= Mineral Core Research Facility =

The Mineral Core Research Facility (MCRF), run by the Alberta Geological Survey (AGS), assists the Alberta government's Department of Energy in administering the Metallic and Industrial Minerals Regulations of the Mines and Minerals Act for the Province of Alberta. Under these regulations, the Crown collects mineral core and rock samples from companies working on mineral permits and makes these materials publicly available for use by prospectors, mineral exploration companies and academia for mineral exploration and research purposes.

The MCRF is a large warehouse complex for core storage with two viewing/display areas and a visitors office. The facility is 1235 square metres plus 310 square metres on the mezzanine, located in the Capital Industrial Park of Edmonton, Alberta. The MCRF contains more than 58,572 metres of mineral core and 17,000 rock samples, primarily from the exposed Canadian Shield in northeast Alberta.

==History==
A diamond drillcore selection and storage program was started by the Alberta Energy and Natural Resources Department in 1979. The submission of core drilled during exploration for metallic or industrial minerals is required by the Metallic and Industrial Mineral Regulations, as part of the exploration approval process.

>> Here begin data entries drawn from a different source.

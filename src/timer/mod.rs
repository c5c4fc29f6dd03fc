//! Work timer core
//!
//! The countdown state machine, its display formatting and the blinking
//! indicators it drives. Nothing here touches a clock; the runtime driver
//! feeds ticks in.

pub mod activity;
pub mod blinker;
pub mod display;
pub mod engine;
pub mod host;

// Re-export main types
pub use activity::{Activity, ActivityHandle};
pub use blinker::{BlinkStep, Blinker};
pub use display::{colors_for, format, Colors, FormattedTime};
pub use engine::{Phase, TimerEngine, TimerState};
pub use host::{Frame, GadgetHost, HostError, ViewState};
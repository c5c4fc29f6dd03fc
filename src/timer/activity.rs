//! Scheduled repeating activities
//!
//! The engine never owns a real timer. It records which repeating activities
//! are registered, each identified by a fresh [`ActivityHandle`]; the runtime
//! driver fires the matching callbacks while a handle is present and re-arms
//! its interval whenever the handle changes.

use std::time::Duration;

use serde::Serialize;
use tracing::trace;

/// The three repeating activities the engine can register
#[derive(Debug, Clone, Copy, PartialEq, Eq, Hash, Serialize)]
#[serde(rename_all = "snake_case")]
pub enum Activity {
    Countdown,
    AlarmBlink,
    PauseBlink,
}

impl Activity {
    /// Period between firings
    pub fn period(self) -> Duration {
        match self {
            Self::Countdown => Duration::from_secs(1),
            Self::AlarmBlink | Self::PauseBlink => Duration::from_millis(500),
        }
    }
}

/// Opaque identifier of one registration of an activity
#[derive(Debug, Clone, Copy, PartialEq, Eq, Hash, PartialOrd, Ord, Serialize)]
#[serde(transparent)]
pub struct ActivityHandle(u64);

/// Hands out unique handles for the lifetime of an engine
#[derive(Debug, Default)]
pub struct HandleAllocator {
    next: u64,
}

impl HandleAllocator {
    pub fn allocate(&mut self) -> ActivityHandle {
        self.next += 1;
        ActivityHandle(self.next)
    }
}

/// A single repeating activity slot. At most one registration is live.
#[derive(Debug)]
pub struct ScheduledActivity {
    kind: Activity,
    handle: Option<ActivityHandle>,
}

impl ScheduledActivity {
    pub fn new(kind: Activity) -> Self {
        Self { kind, handle: None }
    }

    /// Register the activity, cancelling any prior registration first
    pub fn start(&mut self, handles: &mut HandleAllocator) -> ActivityHandle {
        if let Some(old) = self.handle.take() {
            trace!("Cancelling {:?} registration {:?} before restart", self.kind, old);
        }
        let handle = handles.allocate();
        trace!("Registered {:?} as {:?}", self.kind, handle);
        self.handle = Some(handle);
        handle
    }

    /// Cancel the registration. Returns false if nothing was registered.
    pub fn stop(&mut self) -> bool {
        match self.handle.take() {
            Some(handle) => {
                trace!("Cancelled {:?} registration {:?}", self.kind, handle);
                true
            }
            None => false,
        }
    }

    pub fn is_active(&self) -> bool {
        self.handle.is_some()
    }

    pub fn handle(&self) -> Option<ActivityHandle> {
        self.handle
    }
}
//! State management module
//!
//! Shared application state handed to the HTTP handlers, the timer snapshot
//! they read, and the commands they send to the timer driver.

pub mod app_state;
pub mod commands;
pub mod timer_state;

// Re-export main types
pub use app_state::{AppState, CommandError};
pub use commands::{ControlAction, SettingsClosed, TimerCommand};
pub use timer_state::TimerSnapshot;
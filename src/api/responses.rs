//! API response structures

use chrono::{DateTime, Utc};
use serde::{Deserialize, Serialize};

use crate::{
    settings::{CloseAction, SettingsForm},
    state::TimerSnapshot,
};

/// API response structure for timer control endpoints
#[derive(Debug, Clone, Serialize)]
pub struct ApiResponse {
    pub status: String,
    pub message: String,
    pub timestamp: DateTime<Utc>,
    pub timer: TimerSnapshot,
}

impl ApiResponse {
    /// Create a successful response
    pub fn ok(message: String, timer: TimerSnapshot) -> Self {
        Self {
            status: "ok".to_string(),
            message,
            timestamp: Utc::now(),
            timer,
        }
    }
}

/// Error body returned alongside a non-2xx status
#[derive(Debug, Clone, Serialize, Deserialize)]
pub struct ErrorResponse {
    pub status: String,
    pub message: String,
    pub timestamp: DateTime<Utc>,
}

impl ErrorResponse {
    pub fn new(message: String) -> Self {
        Self {
            status: "error".to_string(),
            message,
            timestamp: Utc::now(),
        }
    }
}

/// Timer status with server information
#[derive(Debug, Clone, Serialize)]
pub struct StatusResponse {
    pub timer: TimerSnapshot,
    pub uptime: String,
    pub port: u16,
    pub host: String,
    pub last_action: Option<String>,
    pub last_action_time: Option<DateTime<Utc>>,
}

/// Current settings form values
#[derive(Debug, Clone, Serialize)]
pub struct SettingsResponse {
    pub settings: SettingsForm,
    pub timestamp: DateTime<Utc>,
}

/// Body of `POST /settings`
#[derive(Debug, Clone, Deserialize)]
pub struct SettingsCloseRequest {
    pub action: CloseAction,
    #[serde(default)]
    pub values: SettingsForm,
}

/// Health check response
#[derive(Debug, Clone, Serialize, Deserialize)]
pub struct HealthResponse {
    pub status: String,
    pub timestamp: DateTime<Utc>,
    pub version: String,
}

impl HealthResponse {
    /// Create a new health response
    pub fn ok() -> Self {
        Self {
            status: "ok".to_string(),
            timestamp: Utc::now(),
            version: env!("CARGO_PKG_VERSION").to_string(),
        }
    }
}
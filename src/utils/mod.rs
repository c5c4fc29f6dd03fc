//! Utility functions module

pub mod signals;

// Re-export main functions
pub use signals::shutdown_signal;
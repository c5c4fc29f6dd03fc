//! Countdown state machine

use serde::{Deserialize, Serialize};
use tracing::{debug, info, warn};

use super::{
    activity::{Activity, ActivityHandle, HandleAllocator, ScheduledActivity},
    blinker::{BlinkStep, Blinker},
    display,
    host::{Frame, GadgetHost},
};
use crate::settings::TimerConfig;

/// Where the countdown is in its cycle
#[derive(Debug, Clone, Copy, PartialEq, Eq, Serialize, Deserialize)]
#[serde(rename_all = "snake_case")]
pub enum Phase {
    /// Loaded or reset, not counting
    Idle,
    Running,
    /// Suspended by the user
    Paused,
    /// Reached zero and sounded the alarm; may still be counting into overtime
    Alarmed,
}

/// Mutable countdown state for one widget session
#[derive(Debug)]
pub struct TimerState {
    pub remaining_seconds: i64,
    pub phase: Phase,
    pub alarm_fired: bool,
    pub visible: bool,
    countdown: ScheduledActivity,
    alarm_blink: Blinker,
    pause_blink: Blinker,
}

impl TimerState {
    pub fn new(remaining_seconds: i64) -> Self {
        Self {
            remaining_seconds,
            phase: Phase::Idle,
            alarm_fired: false,
            visible: true,
            countdown: ScheduledActivity::new(Activity::Countdown),
            alarm_blink: Blinker::new(Activity::AlarmBlink),
            pause_blink: Blinker::new(Activity::PauseBlink),
        }
    }

    pub fn handle(&self, activity: Activity) -> Option<ActivityHandle> {
        match activity {
            Activity::Countdown => self.countdown.handle(),
            Activity::AlarmBlink => self.alarm_blink.handle(),
            Activity::PauseBlink => self.pause_blink.handle(),
        }
    }
}

/// The work timer: owns the configuration snapshot, the countdown state and
/// the host it presents to.
///
/// Every operation is synchronous and infallible. Host failures are logged
/// and the affected frame is skipped.
#[derive(Debug)]
pub struct TimerEngine<H> {
    config: TimerConfig,
    state: TimerState,
    host: H,
    handles: HandleAllocator,
}

impl<H: GadgetHost> TimerEngine<H> {
    pub fn new(config: TimerConfig, host: H) -> Self {
        Self {
            state: TimerState::new(config.duration_seconds),
            config,
            host,
            handles: HandleAllocator::default(),
        }
    }

    /// Show the initial time and start counting if autostart is set
    pub fn load(&mut self) {
        info!(
            "Timer loaded: {}s, autostart={}, negative_count={}",
            self.config.duration_seconds, self.config.autostart, self.config.negative_count_enabled
        );
        self.render();
        if self.config.autostart {
            self.start();
        }
    }

    /// Begin counting down. Ignored unless idle.
    pub fn start(&mut self) {
        if self.state.phase != Phase::Idle {
            debug!("Start ignored while {:?}", self.state.phase);
            return;
        }

        if self.state.remaining_seconds <= 0 {
            info!("Timer started with no time remaining");
            self.fire_alarm();
            if self.config.negative_count_enabled {
                self.state.countdown.start(&mut self.handles);
            }
        } else {
            info!("Timer started with {}s remaining", self.state.remaining_seconds);
            self.state.phase = Phase::Running;
            self.state.countdown.start(&mut self.handles);
        }
        self.render();
    }

    /// One second elapsed. Ignored when no countdown is registered.
    pub fn tick(&mut self) {
        if !self.state.countdown.is_active() {
            debug!("Ignoring stray tick, countdown not registered");
            return;
        }

        self.state.remaining_seconds -= 1;
        debug!("Tick: {}s remaining", self.state.remaining_seconds);

        if self.state.remaining_seconds <= 0 {
            if !self.config.negative_count_enabled {
                self.state.countdown.stop();
            }
            if !self.state.alarm_fired {
                self.fire_alarm();
            }
        }
        self.render();
    }

    /// Pause a running or alarmed timer, resume a paused one, start an idle one
    pub fn pause_toggle(&mut self) {
        match self.state.phase {
            Phase::Idle => self.start(),
            Phase::Running | Phase::Alarmed => self.pause(),
            Phase::Paused => self.resume(),
        }
    }

    /// Stop everything and restore the configured duration
    pub fn reset(&mut self) {
        info!("Timer reset to {}s", self.config.duration_seconds);
        self.cancel_activities();
        self.hide_flyout();
        self.state.alarm_fired = false;
        self.state.remaining_seconds = self.config.duration_seconds;
        self.state.visible = true;
        self.state.phase = Phase::Idle;
        self.render();
    }

    /// Adopt freshly committed settings without touching the remaining time.
    ///
    /// A new duration applies from the next reset.
    pub fn settings_committed(&mut self, config: TimerConfig) {
        info!("Settings committed while {:?}", self.state.phase);
        self.config = config;

        if self.state.phase == Phase::Paused {
            self.state.pause_blink.stop();
            if self.config.paused_flash_enabled {
                self.state.pause_blink.start(&mut self.handles);
            }
        }
        self.render();
    }

    /// Widget is going away: release every registration
    pub fn unload(&mut self) {
        info!("Timer unloading");
        self.cancel_activities();
        self.hide_flyout();
    }

    /// Flip the alarm blink; the display is shown on step `A`
    pub fn alarm_blink_tick(&mut self) {
        if let Some(step) = self.state.alarm_blink.step() {
            self.state.visible = step == BlinkStep::A;
            self.render();
        }
    }

    /// Flip the pause blink between paused and normal background
    pub fn pause_blink_tick(&mut self) {
        if self.state.pause_blink.step().is_some() {
            self.render();
        }
    }

    /// Dispatch one firing of `activity`
    pub fn fire(&mut self, activity: Activity) {
        match activity {
            Activity::Countdown => self.tick(),
            Activity::AlarmBlink => self.alarm_blink_tick(),
            Activity::PauseBlink => self.pause_blink_tick(),
        }
    }

    /// The frame the view should currently show
    pub fn frame(&self) -> Frame {
        let time = display::format(self.state.remaining_seconds, self.config.negative_count_enabled);
        let colors = display::colors_for(self.state.phase, &self.config);

        let background = if self.state.pause_blink.is_active()
            && self.state.pause_blink.current() == BlinkStep::B
        {
            self.config.background_color.clone()
        } else {
            colors.background
        };

        Frame {
            text: time.text,
            is_negative: time.is_negative,
            text_color: colors.text,
            background,
            visible: self.state.visible,
        }
    }

    pub fn phase(&self) -> Phase {
        self.state.phase
    }

    pub fn remaining_seconds(&self) -> i64 {
        self.state.remaining_seconds
    }

    pub fn alarm_fired(&self) -> bool {
        self.state.alarm_fired
    }

    pub fn handle(&self, activity: Activity) -> Option<ActivityHandle> {
        self.state.handle(activity)
    }

    pub fn is_active(&self, activity: Activity) -> bool {
        self.handle(activity).is_some()
    }

    /// Activities that currently hold a registration
    pub fn active_activities(&self) -> Vec<Activity> {
        [Activity::Countdown, Activity::AlarmBlink, Activity::PauseBlink]
            .into_iter()
            .filter(|a| self.is_active(*a))
            .collect()
    }

    pub fn config(&self) -> &TimerConfig {
        &self.config
    }

    pub fn host(&self) -> &H {
        &self.host
    }

    fn pause(&mut self) {
        info!("Timer paused at {}s", self.state.remaining_seconds);
        self.state.countdown.stop();
        if !self.config.negative_count_enabled {
            self.state.visible = true;
        }
        self.hide_flyout();
        self.state.phase = Phase::Paused;
        if self.config.paused_flash_enabled {
            self.state.pause_blink.start(&mut self.handles);
        }
        self.render();
    }

    fn resume(&mut self) {
        info!("Timer resumed at {}s", self.state.remaining_seconds);
        self.state.pause_blink.stop();

        if self.config.negative_count_enabled || self.state.remaining_seconds > 0 {
            self.state.countdown.start(&mut self.handles);
        }

        if self.state.alarm_fired {
            if !self.state.alarm_blink.is_active() {
                self.state.alarm_blink.start(&mut self.handles);
            }
            self.state.phase = Phase::Alarmed;
        } else {
            self.state.phase = Phase::Running;
        }
        self.render();
    }

    fn fire_alarm(&mut self) {
        info!("Countdown expired, sounding alarm {}", self.config.alarm_sound_id);
        self.host.play_sound(&self.config.alarm_sound_path());
        self.state.alarm_blink.start(&mut self.handles);
        if let Err(e) = self.host.show_flyout(&self.config.message) {
            warn!("Could not show flyout: {}", e);
        }
        self.state.alarm_fired = true;
        self.state.phase = Phase::Alarmed;
    }

    fn hide_flyout(&mut self) {
        if let Err(e) = self.host.hide_flyout() {
            warn!("Could not hide flyout: {}", e);
        }
    }

    fn cancel_activities(&mut self) {
        self.state.countdown.stop();
        self.state.alarm_blink.stop();
        self.state.pause_blink.stop();
    }

    fn render(&mut self) {
        let frame = self.frame();
        if let Err(e) = self.host.render(&frame) {
            warn!("Skipping frame {}: {}", frame.text, e);
        }
    }
}
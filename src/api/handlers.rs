//! HTTP endpoint handlers

use std::sync::Arc;
use axum::{
    extract::State,
    http::StatusCode,
    response::Json,
};
use tracing::{error, info, warn};

use crate::state::{AppState, CommandError, ControlAction};
use super::responses::{
    ApiResponse, ErrorResponse, HealthResponse, SettingsCloseRequest, SettingsResponse,
    StatusResponse,
};

type ApiError = (StatusCode, Json<ErrorResponse>);

fn api_error(e: CommandError) -> ApiError {
    let status = match &e {
        CommandError::Settings(settings) if settings.is_validation() => StatusCode::BAD_REQUEST,
        CommandError::DriverUnavailable => StatusCode::SERVICE_UNAVAILABLE,
        CommandError::Settings(_) => StatusCode::INTERNAL_SERVER_ERROR,
    };

    if status.is_server_error() {
        error!("Request failed: {}", e);
    } else {
        warn!("Request rejected: {}", e);
    }
    (status, Json(ErrorResponse::new(e.to_string())))
}

async fn control(
    state: &AppState,
    action: ControlAction,
    message: &str,
) -> Result<Json<ApiResponse>, ApiError> {
    let snapshot = state.control(action).await.map_err(api_error)?;
    info!("{} endpoint called - timer now {:?}", action.as_str(), snapshot.phase);
    Ok(Json(ApiResponse::ok(message.to_string(), snapshot)))
}

/// Handle POST /start - Start the countdown
pub async fn start_handler(State(state): State<Arc<AppState>>) -> Result<Json<ApiResponse>, ApiError> {
    control(&state, ControlAction::Start, "Timer started").await
}

/// Handle POST /pause - Toggle pause, or start an idle timer
pub async fn pause_handler(State(state): State<Arc<AppState>>) -> Result<Json<ApiResponse>, ApiError> {
    control(&state, ControlAction::PauseToggle, "Timer pause toggled").await
}

/// Handle POST /reset - Stop and restore the configured duration
pub async fn reset_handler(State(state): State<Arc<AppState>>) -> Result<Json<ApiResponse>, ApiError> {
    control(&state, ControlAction::Reset, "Timer reset").await
}

/// Handle GET /status - Return current timer status
pub async fn status_handler(State(state): State<Arc<AppState>>) -> Json<StatusResponse> {
    let (last_action, last_action_time) = state.get_last_action();

    Json(StatusResponse {
        timer: state.snapshot(),
        uptime: state.get_uptime(),
        port: state.port,
        host: state.host.clone(),
        last_action,
        last_action_time,
    })
}

/// Handle GET /settings - Return the values the settings form shows
pub async fn settings_handler(
    State(state): State<Arc<AppState>>,
) -> Result<Json<SettingsResponse>, ApiError> {
    let settings = state.read_settings().await.map_err(api_error)?;
    Ok(Json(SettingsResponse {
        settings,
        timestamp: chrono::Utc::now(),
    }))
}

/// Handle POST /settings - Commit or cancel the settings dialog
pub async fn settings_close_handler(
    State(state): State<Arc<AppState>>,
    Json(request): Json<SettingsCloseRequest>,
) -> Result<Json<ApiResponse>, ApiError> {
    let closed = state
        .close_settings(request.action, request.values)
        .await
        .map_err(api_error)?;

    let message = if closed.committed {
        "Settings committed"
    } else {
        "Settings unchanged"
    };
    info!("Settings endpoint called - {}", message);
    Ok(Json(ApiResponse::ok(message.to_string(), closed.snapshot)))
}

/// Handle GET /health - Health check endpoint
pub async fn health_handler() -> Json<HealthResponse> {
    Json(HealthResponse::ok())
}
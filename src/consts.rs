//! Default element ids, class names, and limits shared with the page markup.

// --- Classes ---

/// Marks every togglable page section.
pub const SECTION_CLASS: &str = "page";
/// Marks the section currently on screen.
pub const ACTIVE_CLASS: &str = "active";
/// Set on a field container while its input is invalid.
pub const ERROR_CLASS: &str = "error";
/// Wrapper around a label/input pair in the form markup.
pub const INPUT_GROUP_CLASS: &str = "input-group";
/// Styled text inputs that are not plain `<input>` elements.
pub const TEXT_INPUT_CLASS: &str = "input";

// --- Sections ---

pub const LANDING_SECTION: &str = "landingPage";
pub const LOGIN_SECTION: &str = "loginPage";
pub const REGISTER_SECTION: &str = "registerPage";

// --- Paths ---

pub const LANDING_PATH: &str = "/";
pub const LOGIN_PATH: &str = "/login/";
pub const REGISTER_PATH: &str = "/register/";

// --- Login form ---

pub const LOGIN_EMAIL: &str = "loginEmail";
pub const LOGIN_PASSWORD: &str = "loginPassword";
pub const LOGIN_MASKED_ICON: &str = "eyeIcon";
pub const LOGIN_REVEALED_ICON: &str = "eyeOffIcon";

// --- Registration form ---

pub const REGISTER_NAME: &str = "registerName";
pub const REGISTER_EMAIL: &str = "registerEmail";
pub const REGISTER_PASSWORD: &str = "registerPassword";
pub const REGISTER_CONFIRM_PASSWORD: &str = "registerConfirmPassword";

// --- Limits ---

/// Minimum registration password length, in characters.
pub const MIN_PASSWORD_LEN: usize = 8;

// --- CSRF ---

/// Cookie the server sets with the CSRF token.
pub const CSRF_COOKIE: &str = "csrftoken";
/// Header the server expects the token echoed in for non-form requests.
pub const CSRF_HEADER: &str = "X-CSRFToken";

// --- Input types ---

pub const INPUT_TYPE_PASSWORD: &str = "password";
pub const INPUT_TYPE_TEXT: &str = "text";
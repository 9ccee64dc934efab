use super::*;
use crate::memory::MemoryHost;

#[test]
fn finds_token_among_other_cookies() {
    assert_eq!(read_cookie("a=1; csrftoken=XYZ; b=2", "csrftoken"), Some("XYZ".to_owned()));
}

#[test]
fn empty_jar_yields_none() {
    assert_eq!(read_cookie("", "csrftoken"), None);
}

#[test]
fn absent_name_yields_none() {
    assert_eq!(read_cookie("a=1; b=2", "csrftoken"), None);
}

#[test]
fn key_must_match_exactly() {
    assert_eq!(read_cookie("xcsrftoken=bad; csrftokenx=bad", "csrftoken"), None);
    assert_eq!(read_cookie("csrftokenx=bad; csrftoken=good", "csrftoken"), Some("good".to_owned()));
}

#[test]
fn first_entry_wins() {
    assert_eq!(read_cookie("t=1; t=2", "t"), Some("1".to_owned()));
}

#[test]
fn value_is_url_decoded() {
    assert_eq!(read_cookie("msg=hello%20world%21", "msg"), Some("hello world!".to_owned()));
}

#[test]
fn value_may_contain_equals_sign() {
    assert_eq!(read_cookie("b64=YWJj==", "b64"), Some("YWJj==".to_owned()));
}

#[test]
fn empty_value_is_present() {
    assert_eq!(read_cookie("t=; u=1", "t"), Some(String::new()));
}

#[test]
fn surrounding_whitespace_is_ignored() {
    assert_eq!(read_cookie("  a=1 ;   csrftoken=XYZ  ", "csrftoken"), Some("XYZ".to_owned()));
}

#[test]
fn host_cookie_reads_live_jar() {
    let host = MemoryHost::new();
    assert_eq!(host_cookie(&host, "csrftoken"), None);
    host.set_cookies("csrftoken=abc123");
    assert_eq!(host_cookie(&host, "csrftoken"), Some("abc123".to_owned()));
    host.set_cookies("csrftoken=rotated");
    assert_eq!(host_cookie(&host, "csrftoken"), Some("rotated".to_owned()));
}

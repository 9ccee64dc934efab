//! Password visibility toggle.
//!
//! Flips an input between `password` and `text` and keeps two icons in step
//! with it: the masked icon is shown while the value is hidden, the revealed
//! icon while it is readable.

#[cfg(test)]
#[path = "password_test.rs"]
mod password_test;

use crate::consts::{INPUT_TYPE_PASSWORD, INPUT_TYPE_TEXT};
use crate::error::GateError;
use crate::host::Host;

/// Display mode of the input after a toggle.
#[derive(Clone, Copy, Debug, PartialEq, Eq)]
pub enum Visibility {
    Masked,
    Revealed,
}

pub struct PasswordToggle<H: Host> {
    input: H::Element,
    masked_icon: H::Element,
    revealed_icon: H::Element,
}

impl<H: Host> PasswordToggle<H> {
    /// # Errors
    ///
    /// [`GateError::MissingElement`] for the first id not in the page.
    pub fn bind(host: &H, input_id: &str, masked_icon_id: &str, revealed_icon_id: &str) -> Result<Self, GateError> {
        let find = |id: &str| {
            host.element_by_id(id)
                .ok_or_else(|| GateError::MissingElement(id.to_owned()))
        };
        Ok(Self {
            input: find(input_id)?,
            masked_icon: find(masked_icon_id)?,
            revealed_icon: find(revealed_icon_id)?,
        })
    }

    /// Switch modes. Anything other than `password` counts as revealed, so a
    /// second call always lands back where the first started.
    pub fn toggle(&self, host: &H) -> Visibility {
        let next = if host.input_type(&self.input) == INPUT_TYPE_PASSWORD {
            Visibility::Revealed
        } else {
            Visibility::Masked
        };
        self.apply(host, next);
        next
    }

    pub fn apply(&self, host: &H, visibility: Visibility) {
        let revealed = visibility == Visibility::Revealed;
        host.set_input_type(&self.input, if revealed { INPUT_TYPE_TEXT } else { INPUT_TYPE_PASSWORD });
        host.set_shown(&self.masked_icon, !revealed);
        host.set_shown(&self.revealed_icon, revealed);
    }
}

/// Resolve the three ids and toggle once.
///
/// # Errors
///
/// [`GateError::MissingElement`] when any id is absent; nothing is changed.
pub fn toggle_password_visibility<H: Host>(
    host: &H,
    input_id: &str,
    masked_icon_id: &str,
    revealed_icon_id: &str,
) -> Result<Visibility, GateError> {
    Ok(PasswordToggle::bind(host, input_id, masked_icon_id, revealed_icon_id)?.toggle(host))
}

Alberta Geological Survey was contracted to prepare a facility to store and manage the core and to select core and samples on behalf of the Alberta Energy. The original facility was called the Mineral Exploration Core and Sample Storage. In the early 1980s, a research component was added to the function and the facility named was changed to the Mineral Core Research Facility (MCRF).

In 1995, the activity ceased as a contracted function and became an integrated activity of the Mineral Agreements Branch and AGS.

==Activities==
Mineral core and rock samples are collected by AGS geologists and exploration companies and sent to the MCRF. The core is catalogued, stored and available for logging or sampling by the public, industry or scientific community.

==Mineral assessment reports==
Assessment reports are the record of geological, geochemical, geophysical and other exploration work completed on mineral claims (exploration permits). Assessment reports are useful to subsequent property holders because they provide information that can be used to advance the prospect, rather than duplicating work already done by a previous mineral rights holder. Due to regulations, assessment reports remain confidential for one year after submission. AGS has 675 assessment reports on file, dating from 1949 to 2002. All non-confidential reports are available for viewing.